„Dziennik norymberski” - G.M. Gilbert - recenzja


Dziennik norymberski odsłania kulisy jednego z najgłośniejszych procesów w dziejach ludzkości. Gilbert, psycholog więzienny, towarzyszy oskarżonym od momentu postawienia zarzutów aż po ogłoszenie i wykonanie wyroków. Występuje w roli obserwatora, nie szuka sensacji, nie snuje niewiarygodnych teorii psychologicznych. Koncentruje się na sporządzeniu jak najrzetelniejszych notatek, które mają posłużyć przyszłym pokoleniom.

Zaletą książki jest fakt, że składa się ona z prawdziwych zapisków sporządzanych na bieżąco. Autor nie prowadził dziennika w obecności więźniów, ale natychmiast po opuszczeniu celi chwytał za pióro. Czytelnik może mieć więc pewność, że są one bardzo wiarygodne, a upływ czasu i pamięć ludzka nie zniekształciły ich.

Gilbert podchodzi do swoich więźniów z wielką klasą i emocjonalnym spokojem. To badawcze, nieoceniające stanowisko sprzyja stopniowemu otwieraniu się oskarżonych.
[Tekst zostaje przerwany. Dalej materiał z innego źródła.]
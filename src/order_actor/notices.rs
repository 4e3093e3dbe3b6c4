//! Feed entries an order emits as it moves along.

use crate::model::{NotificationCreate, NotificationKind, Order};

pub(crate) fn order_placed(order: &Order) -> NotificationCreate {
    NotificationCreate::new(
        NotificationKind::OrderPlaced,
        "Order Placed!",
        format!("Your order {} has been confirmed", order.id),
    )
    .with_order_ref(order.id.to_string())
    .with_amount(order.total)
}

pub(crate) fn payment_success(order: &Order) -> NotificationCreate {
    NotificationCreate::new(
        NotificationKind::PaymentSuccess,
        "Payment Successful",
        format!(
            "Payment of ₹{} via {} completed",
            order.total, order.payment_method
        ),
    )
    .with_amount(order.total)
}

pub(crate) fn order_ready(order: &Order) -> NotificationCreate {
    NotificationCreate::new(
        NotificationKind::OrderReady,
        "Order Ready!",
        format!(
            "Your order {} is ready for pickup. Please collect from the counter.",
            order.id
        ),
    )
    .with_order_ref(order.id.to_string())
}
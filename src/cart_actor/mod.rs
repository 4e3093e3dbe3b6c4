//! # Cart Actor
//!
//! Holds the cart for the running session. All cart rules live on
//! [`Cart`](crate::model::Cart); this actor serialises access to it and
//! carries the checkout guard that stops a second checkout from starting
//! while one is waiting on payment.
//!
//! - [`entity`] - `ActorEntity` implementation for `Cart`
//! - [`actions`] - [`CartAction`] and [`CartActionResult`]
//! - [`error`] - [`CartError`]
//!
//! ```rust
//! use canteen::cart_actor;
//! use canteen::clients::CartClient;
//! use canteen::model::NewCartItem;
//!
//! #[tokio::main]
//! async fn main() -> Result<(), Box<dyn std::error::Error>> {
//!     let (actor, generic_client) = cart_actor::new(32);
//!     tokio::spawn(actor.run(()));
//!
//!     let cart = CartClient::open(generic_client).await?;
//!     cart.add_item(NewCartItem::new("1", "Paneer Tikka", 180)).await?;
//!     cart.add_item(NewCartItem::new("1", "Paneer Tikka", 180)).await?;
//!     assert_eq!(cart.total_price().await?, 360);
//!     Ok(())
//! }
//! ```

pub mod actions;
pub mod entity;
pub mod error;

pub use actions::*;
pub use error::*;

use crate::model::Cart;
use actor_framework::{ResourceActor, ResourceClient, SequentialIds};

/// Creates a new Cart actor and its client.
pub fn new(buffer_size: usize) -> (ResourceActor<Cart>, ResourceClient<Cart>) {
    ResourceActor::new(buffer_size, SequentialIds::new())
}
Potrafi godzinami ich słuchać, powstrzymując się od oceny i narastającego oburzenia, wie, że aby poznać odpowiedzi na najbardziej nurtujące pytania musi być cierpliwy i konsekwentny w działaniu. Zadaje niewygodne pytania gdy widzi, że oskarżony pogrąża się w budowanej ułudzie.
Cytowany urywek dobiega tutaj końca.